● **REQUIREMENT**
Going through the data below, find how many lines include the word "info", and reply with that number alone.

● **SOURCE RECORDS**
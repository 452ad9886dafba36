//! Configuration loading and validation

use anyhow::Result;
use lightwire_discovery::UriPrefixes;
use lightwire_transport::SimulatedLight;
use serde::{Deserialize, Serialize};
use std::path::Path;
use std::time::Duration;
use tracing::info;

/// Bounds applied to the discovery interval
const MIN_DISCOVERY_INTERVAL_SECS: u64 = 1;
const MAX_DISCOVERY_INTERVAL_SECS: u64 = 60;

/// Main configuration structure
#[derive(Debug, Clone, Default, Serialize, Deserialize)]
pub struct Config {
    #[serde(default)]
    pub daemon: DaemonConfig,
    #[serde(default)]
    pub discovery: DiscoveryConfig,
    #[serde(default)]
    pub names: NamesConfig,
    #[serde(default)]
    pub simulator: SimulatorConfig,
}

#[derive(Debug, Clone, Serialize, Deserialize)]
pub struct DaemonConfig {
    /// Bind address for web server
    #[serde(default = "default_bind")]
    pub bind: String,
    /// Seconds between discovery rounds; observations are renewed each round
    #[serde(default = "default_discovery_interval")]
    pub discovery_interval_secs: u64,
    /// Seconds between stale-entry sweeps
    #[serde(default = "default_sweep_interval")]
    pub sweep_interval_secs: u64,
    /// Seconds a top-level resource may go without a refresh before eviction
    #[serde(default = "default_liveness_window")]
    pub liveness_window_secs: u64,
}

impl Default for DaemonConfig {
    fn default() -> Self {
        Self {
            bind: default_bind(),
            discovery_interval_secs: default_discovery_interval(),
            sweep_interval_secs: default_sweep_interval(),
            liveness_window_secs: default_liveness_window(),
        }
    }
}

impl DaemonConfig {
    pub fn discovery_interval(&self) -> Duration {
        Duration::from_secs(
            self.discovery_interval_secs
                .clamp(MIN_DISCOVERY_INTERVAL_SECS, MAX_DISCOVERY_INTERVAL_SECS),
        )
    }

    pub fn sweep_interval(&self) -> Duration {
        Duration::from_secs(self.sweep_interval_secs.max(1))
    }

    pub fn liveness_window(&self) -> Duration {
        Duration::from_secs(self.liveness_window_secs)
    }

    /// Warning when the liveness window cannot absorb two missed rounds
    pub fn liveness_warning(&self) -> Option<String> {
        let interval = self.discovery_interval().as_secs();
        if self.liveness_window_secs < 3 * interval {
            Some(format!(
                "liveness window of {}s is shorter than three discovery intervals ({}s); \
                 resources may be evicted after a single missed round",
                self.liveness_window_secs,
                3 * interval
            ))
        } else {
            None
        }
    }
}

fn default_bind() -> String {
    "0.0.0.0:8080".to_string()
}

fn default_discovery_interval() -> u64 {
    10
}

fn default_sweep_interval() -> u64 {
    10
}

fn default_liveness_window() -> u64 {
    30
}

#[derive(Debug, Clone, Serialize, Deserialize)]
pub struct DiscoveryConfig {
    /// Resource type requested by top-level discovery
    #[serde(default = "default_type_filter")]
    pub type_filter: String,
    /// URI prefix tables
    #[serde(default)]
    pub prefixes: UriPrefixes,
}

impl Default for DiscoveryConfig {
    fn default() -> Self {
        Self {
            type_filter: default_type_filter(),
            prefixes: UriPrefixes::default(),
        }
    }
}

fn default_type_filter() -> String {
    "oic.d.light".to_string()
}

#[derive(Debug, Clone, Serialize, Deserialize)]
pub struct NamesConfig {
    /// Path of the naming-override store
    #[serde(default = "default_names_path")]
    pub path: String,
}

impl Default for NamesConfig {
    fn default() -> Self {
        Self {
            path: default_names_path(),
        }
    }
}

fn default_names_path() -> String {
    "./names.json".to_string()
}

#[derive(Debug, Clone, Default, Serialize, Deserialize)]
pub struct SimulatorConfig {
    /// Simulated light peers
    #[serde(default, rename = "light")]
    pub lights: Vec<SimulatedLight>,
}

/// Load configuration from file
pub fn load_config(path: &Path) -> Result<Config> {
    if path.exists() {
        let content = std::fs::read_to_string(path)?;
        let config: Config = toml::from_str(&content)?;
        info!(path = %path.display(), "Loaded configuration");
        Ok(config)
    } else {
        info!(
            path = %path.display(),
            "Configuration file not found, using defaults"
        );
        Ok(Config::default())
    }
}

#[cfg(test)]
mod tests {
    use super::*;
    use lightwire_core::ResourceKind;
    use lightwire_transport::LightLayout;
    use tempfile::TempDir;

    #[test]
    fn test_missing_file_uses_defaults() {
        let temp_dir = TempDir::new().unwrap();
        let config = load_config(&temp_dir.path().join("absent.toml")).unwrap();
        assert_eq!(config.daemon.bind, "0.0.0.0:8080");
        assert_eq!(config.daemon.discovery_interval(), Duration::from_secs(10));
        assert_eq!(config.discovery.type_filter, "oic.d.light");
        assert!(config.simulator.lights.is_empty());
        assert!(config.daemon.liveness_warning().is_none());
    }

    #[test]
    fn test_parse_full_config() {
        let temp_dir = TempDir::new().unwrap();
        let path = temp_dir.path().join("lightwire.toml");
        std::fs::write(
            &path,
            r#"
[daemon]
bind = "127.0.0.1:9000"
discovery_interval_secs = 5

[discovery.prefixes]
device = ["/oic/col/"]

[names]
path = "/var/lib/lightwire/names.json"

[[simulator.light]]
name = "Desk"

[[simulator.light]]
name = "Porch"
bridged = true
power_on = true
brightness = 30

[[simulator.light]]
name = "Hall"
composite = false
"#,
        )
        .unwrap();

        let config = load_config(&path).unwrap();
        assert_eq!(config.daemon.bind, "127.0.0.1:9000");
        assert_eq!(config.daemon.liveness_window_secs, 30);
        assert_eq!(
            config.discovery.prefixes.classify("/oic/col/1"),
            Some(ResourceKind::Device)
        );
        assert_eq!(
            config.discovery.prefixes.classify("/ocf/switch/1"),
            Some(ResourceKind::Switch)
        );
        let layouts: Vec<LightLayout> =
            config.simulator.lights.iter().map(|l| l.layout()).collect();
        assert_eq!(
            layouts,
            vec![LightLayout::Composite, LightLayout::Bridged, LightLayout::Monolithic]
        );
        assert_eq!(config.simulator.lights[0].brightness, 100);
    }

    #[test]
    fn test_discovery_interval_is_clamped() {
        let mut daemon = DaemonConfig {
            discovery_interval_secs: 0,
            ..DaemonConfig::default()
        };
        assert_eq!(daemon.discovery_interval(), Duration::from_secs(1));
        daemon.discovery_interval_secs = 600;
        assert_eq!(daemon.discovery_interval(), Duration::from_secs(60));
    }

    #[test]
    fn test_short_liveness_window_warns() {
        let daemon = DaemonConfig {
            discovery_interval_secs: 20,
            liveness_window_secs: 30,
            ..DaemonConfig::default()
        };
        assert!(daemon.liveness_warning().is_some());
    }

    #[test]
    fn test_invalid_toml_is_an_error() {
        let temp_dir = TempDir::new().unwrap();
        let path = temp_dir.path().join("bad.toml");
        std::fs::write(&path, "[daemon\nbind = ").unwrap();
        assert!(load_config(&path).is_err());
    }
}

● **RESULT**
3